___ EXCERPTED DATA ___

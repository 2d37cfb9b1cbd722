//! A reader couples one connected protocol client with its configuration and
//! an in-flight operation counter used by the load balancer.

use std::net::SocketAddr;
use std::sync::atomic::{AtomicUsize, Ordering};
use std::sync::Arc;
use std::time::Duration;

use super::driver::{BacnetClient, DiscoveredDevice, DriverError};
use super::{ObjectRef, Property, RawValue, ReaderConfig};

pub struct Reader {
    config: ReaderConfig,
    client: Arc<dyn BacnetClient>,
    active_operations: AtomicUsize,
}

/// Keeps the in-flight counter accurate on every exit path, including
/// timeouts and panics.
struct OperationGuard<'a> {
    counter: &'a AtomicUsize,
}

impl<'a> OperationGuard<'a> {
    fn new(counter: &'a AtomicUsize) -> Self {
        counter.fetch_add(1, Ordering::SeqCst);
        OperationGuard { counter }
    }
}

impl Drop for OperationGuard<'_> {
    fn drop(&mut self) {
        self.counter.fetch_sub(1, Ordering::SeqCst);
    }
}

impl Reader {
    pub fn new(config: ReaderConfig, client: Arc<dyn BacnetClient>) -> Self {
        Reader {
            config,
            client,
            active_operations: AtomicUsize::new(0),
        }
    }

    pub fn id(&self) -> &str {
        &self.config.id
    }

    pub fn config(&self) -> &ReaderConfig {
        &self.config
    }

    /// (bound_ip, udp_port) endpoint identity of this reader.
    pub fn endpoint(&self) -> (String, u16) {
        (self.config.ip_address.clone(), self.config.port)
    }

    pub fn active_operations(&self) -> usize {
        self.active_operations.load(Ordering::SeqCst)
    }

    pub async fn read_property(
        &self,
        target: SocketAddr,
        object: ObjectRef,
        property: Property,
    ) -> Result<RawValue, DriverError> {
        let _guard = OperationGuard::new(&self.active_operations);
        self.client.read_property(target, object, property).await
    }

    pub async fn write_property(
        &self,
        target: SocketAddr,
        object: ObjectRef,
        property: Property,
        value: &RawValue,
        priority: Option<u8>,
    ) -> Result<(), DriverError> {
        let _guard = OperationGuard::new(&self.active_operations);
        self.client
            .write_property(target, object, property, value, priority)
            .await
    }

    pub async fn discover(&self, wait: Duration) -> Result<Vec<DiscoveredDevice>, DriverError> {
        let _guard = OperationGuard::new(&self.active_operations);
        self.client.discover(wait).await
    }

    pub async fn disconnect(&self) {
        self.client.shutdown().await;
    }
}

impl std::fmt::Debug for Reader {
    fn fmt(&self, f: &mut std::fmt::Formatter<'_>) -> std::fmt::Result {
        f.debug_struct("Reader")
            .field("id", &self.config.id)
            .field("endpoint", &format!("{}:{}", self.config.ip_address, self.config.port))
            .field("active_operations", &self.active_operations())
            .finish()
    }
}

#[cfg(test)]
mod tests {
    use super::*;
    use async_trait::async_trait;

    struct BlockingClient {
        release: tokio::sync::Notify,
    }

    #[async_trait]
    impl BacnetClient for BlockingClient {
        async fn read_property(
            &self,
            _target: SocketAddr,
            _object: ObjectRef,
            _property: Property,
        ) -> Result<RawValue, DriverError> {
            self.release.notified().await;
            Ok(RawValue::Null)
        }

        async fn write_property(
            &self,
            _target: SocketAddr,
            _object: ObjectRef,
            _property: Property,
            _value: &RawValue,
            _priority: Option<u8>,
        ) -> Result<(), DriverError> {
            Ok(())
        }

        async fn discover(
            &self,
            _wait: Duration,
        ) -> Result<Vec<DiscoveredDevice>, DriverError> {
            Ok(Vec::new())
        }

        async fn shutdown(&self) {}
    }

    fn test_config() -> ReaderConfig {
        ReaderConfig {
            id: "reader-1".to_string(),
            ip_address: "10.0.1.2".to_string(),
            subnet_mask: 24,
            bacnet_device_id: 1201,
            port: 47808,
            bbmd_enabled: false,
            bbmd_server_ip: None,
            is_active: true,
        }
    }

    #[tokio::test]
    async fn counter_tracks_in_flight_operations() {
        let client = Arc::new(BlockingClient {
            release: tokio::sync::Notify::new(),
        });
        let reader = Arc::new(Reader::new(test_config(), client.clone()));

        let target: SocketAddr = "10.0.1.50:47808".parse().unwrap();
        let object = ObjectRef {
            object_type: crate::bacnet::ObjectType::AnalogInput,
            instance: 1,
        };

        let in_flight = {
            let reader = reader.clone();
            tokio::spawn(async move {
                reader
                    .read_property(target, object, Property::PresentValue)
                    .await
            })
        };

        tokio::task::yield_now().await;
        assert_eq!(reader.active_operations(), 1);

        client.release.notify_one();
        in_flight.await.unwrap().unwrap();
        assert_eq!(reader.active_operations(), 0);
    }
}
use std::future::Future;
use std::time::Duration;

use log::warn;

use super::Error;

pub(crate) const DEFAULT_ATTEMPTS: u32 = 3;
pub(crate) const BULK_ATTEMPTS: u32 = 5;
pub(crate) const BASE_DELAY: Duration = Duration::from_millis(100);

/// Transient storage errors worth another attempt: lock contention, i/o
/// hiccups and dead connections. Session-state errors are deliberately not
/// retried; they indicate a bug at the call site, not a transient condition.
fn is_retryable(err: &sqlx::Error) -> bool {
    match err {
        sqlx::Error::Io(_) => true,
        sqlx::Error::WorkerCrashed => true,
        sqlx::Error::Database(db) => {
            if let Some(code) = db.code() {
                // SQLITE_BUSY, SQLITE_LOCKED, SQLITE_IOERR and extended codes
                let code = code.as_ref();
                if let Ok(numeric) = code.parse::<u32>() {
                    return matches!(numeric & 0xff, 5 | 6 | 10);
                }
            }
            let message = db.message();
            message.contains("database is locked") || message.contains("database table is locked")
        }
        _ => false,
    }
}

/// Runs `run` up to `max_attempts` times with exponential backoff, retrying
/// only the error kinds classified by [`is_retryable`].
pub(crate) async fn with_db_retry<T, F, Fut>(
    op: &'static str,
    max_attempts: u32,
    mut run: F,
) -> Result<T, Error>
where
    F: FnMut() -> Fut,
    Fut: Future<Output = Result<T, Error>>,
{
    let mut attempt: u32 = 0;
    loop {
        match run().await {
            Ok(value) => return Ok(value),
            Err(Error::Sqlite(e)) if attempt + 1 < max_attempts && is_retryable(&e) => {
                attempt += 1;
                let delay = BASE_DELAY * 2u32.saturating_pow(attempt - 1);
                warn!("{op} failed on attempt {attempt}/{max_attempts} ({e}), retrying in {delay:?}");
                tokio::time::sleep(delay).await;
            }
            Err(e) => return Err(e),
        }
    }
}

___

**EXERCISE DESCRIPTION:**
Print all the data exactly.

**YOUR SOLUTION:**
repository 2d37cfb9b1cbd722
//! A reader couples one connected protocol client with its configuration and
//! an in-flight operation counter used by the load balancer.

use std::net::SocketAddr;
use std::sync::atomic::{AtomicUsize, Ordering};
use std::sync::Arc;
use std::time::Duration;

use super::driver::{BacnetClient, DiscoveredDevice, DriverError};
use super::{ObjectRef, Property, RawValue, ReaderConfig};

pub struct Reader {
    config: ReaderConfig,
    client: Arc<dyn BacnetClient>,
    active_operations: AtomicUsize,
}

/// Keeps the in-flight counter accurate on every exit path, including
/// timeouts and panics.
struct OperationGuard<'a> {
    counter: &'a AtomicUsize,
}

impl<'a> OperationGuard<'a> {
    fn new(counter: &'a AtomicUsize) -> Self {
        counter.fetch_add(1, Ordering::SeqCst);
        OperationGuard { counter }
    }
}

impl Drop for OperationGuard<'_> {
    fn drop(&mut self) {
        self.counter.fetch_sub(1, Ordering::SeqCst);
    }
}

impl Reader {
    pub fn new(config: ReaderConfig, client: Arc<dyn BacnetClient>) -> Self {
        Reader {
            config,
            client,
            active_operations: AtomicUsize::new(0),
        }
    }

    pub fn id(&self) -> &str {
        &self.config.id
    }

    pub fn config(&self) -> &ReaderConfig {
        &self.config
    }

    /// (bound_ip, udp_port) endpoint identity of this reader.
    pub fn endpoint(&self) -> (String, u16) {
        (self.config.ip_address.clone(), self.config.port)
    }

    pub fn active_operations(&self) -> usize {
        self.active_operations.load(Ordering::SeqCst)
    }

    pub async fn read_property(
        &self,
        target: SocketAddr,
        object: ObjectRef,
        property: Property,
    ) -> Result<RawValue, DriverError> {
        let _guard = OperationGuard::new(&self.active_operations);
        self.client.read_property(target, object, property).await
    }

    pub async fn write_property(
        &self,
        target: SocketAddr,
        object: ObjectRef,
        property: Property,
        value: &RawValue,
        priority: Option<u8>,
    ) -> Result<(), DriverError> {
        let _guard = OperationGuard::new(&self.active_operations);
        self.client
            .write_property(target, object, property, value, priority)
            .await
    }

    pub async fn discover(&self, wait: Duration) -> Result<Vec<DiscoveredDevice>, DriverError> {
        let _guard = OperationGuard::new(&self.active_operations);
        self.client.discover(wait).await
    }

    pub async fn disconnect(&self) {
        self.client.shutdown().await;
    }
}

impl std::fmt::Debug for Reader {
    fn fmt(&self, f: &mut std::fmt::Formatter<'_>) -> std::fmt::Result {
        f.debug_struct("Reader")
            .field("id", &self.config.id)
            .field("endpoint", &format!("{}:{}", self.config.ip_address, self.config.port))
            .field("active_operations", &self.active_operations())
            .finish()
    }
}

#[cfg(test)]
mod tests {
    use super::*;
    use async_trait::async_trait;

    struct BlockingClient {
        release: tokio::sync::Notify,
    }

    #[async_trait]
    impl BacnetClient for BlockingClient {
        async fn read_property(
            &self,
            _target: SocketAddr,
            _object: ObjectRef,
            _property: Property,
        ) -> Result<RawValue, DriverError> {
            self.release.notified().await;
            Ok(RawValue::Null)
        }

        async fn write_property(
            &self,
            _target: SocketAddr,
            _object: ObjectRef,
            _property: Property,
            _value: &RawValue,
            _priority: Option<u8>,
        ) -> Result<(), DriverError> {
            Ok(())
        }

        async fn discover(
            &self,
            _wait: Duration,
        ) -> Result<Vec<DiscoveredDevice>, DriverError> {
            Ok(Vec::new())
        }

        async fn shutdown(&self) {}
    }

    fn test_config() -> ReaderConfig {
        ReaderConfig {
            id: "reader-1".to_string(),
            ip_address: "10.0.1.2".to_string(),
            subnet_mask: 24,
            bacnet_device_id: 1201,
            port: 47808,
            bbmd_enabled: false,
            bbmd_server_ip: None,
            is_active: true,
        }
    }

    #[tokio::test]
    async fn counter_tracks_in_flight_operations() {
        let client = Arc::new(BlockingClient {
            release: tokio::sync::Notify::new(),
        });
        let reader = Arc::new(Reader::new(test_config(), client.clone()));

        let target: SocketAddr = "10.0.1.50:47808".parse().unwrap();
        let object = ObjectRef {
            object_type: crate::bacnet::ObjectType::AnalogInput,
            instance: 1,
        };

        let in_flight = {
            let reader = reader.clone();
            tokio::spawn(async move {
                reader
                    .read_property(target, object, Property::PresentValue)
                    .await
            })
        };

        tokio::task::yield_now().await;
        assert_eq!(reader.active_operations(), 1);

        client.release.notify_one();
        in_flight.await.unwrap().unwrap();
        assert_eq!(reader.active_operations(), 0);
    }
}
use std::future::Future;
use std::time::Duration;

use log::warn;

use super::Error;

pub(crate) const DEFAULT_ATTEMPTS: u32 = 3;
pub(crate) const BULK_ATTEMPTS: u32 = 5;
pub(crate) const BASE_DELAY: Duration = Duration::from_millis(100);

/// Transient storage errors worth another attempt: lock contention, i/o
/// hiccups and dead connections. Session-state errors are deliberately not
/// retried; they indicate a bug at the call site, not a transient condition.
fn is_retryable(err: &sqlx::Error) -> bool {
    match err {
        sqlx::Error::Io(_) => true,
        sqlx::Error::WorkerCrashed => true,
        sqlx::Error::Database(db) => {
            if let Some(code) = db.code() {
                // SQLITE_BUSY, SQLITE_LOCKED, SQLITE_IOERR and extended codes
                let code = code.as_ref();
                if let Ok(numeric) = code.parse::<u32>() {
                    return matches!(numeric & 0xff, 5 | 6 | 10);
                }
            }
            let message = db.message();
            message.contains("database is locked") || message.contains("database table is locked")
        }
        _ => false,
    }
}

/// Runs `run` up to `max_attempts` times with exponential backoff, retrying
/// only the error kinds classified by [`is_retryable`].
pub(crate) async fn with_db_retry<T, F, Fut>(
    op: &'static str,
    max_attempts: u32,
    mut run: F,
) -> Result<T, Error>
where
    F: FnMut() -> Fut,
    Fut: Future<Output = Result<T, Error>>,
{
    let mut attempt: u32 = 0;
    loop {
        match run().await {
            Ok(value) => return Ok(value),
            Err(Error::Sqlite(e)) if attempt + 1 < max_attempts && is_retryable(&e) => {
                attempt += 1;
                let delay = BASE_DELAY * 2u32.saturating_pow(attempt - 1);
                warn!("{op} failed on attempt {attempt}/{max_attempts} ({e}), retrying in {delay:?}");
                tokio::time::sleep(delay).await;
            }
            Err(e) => return Err(e),
        }
    }
}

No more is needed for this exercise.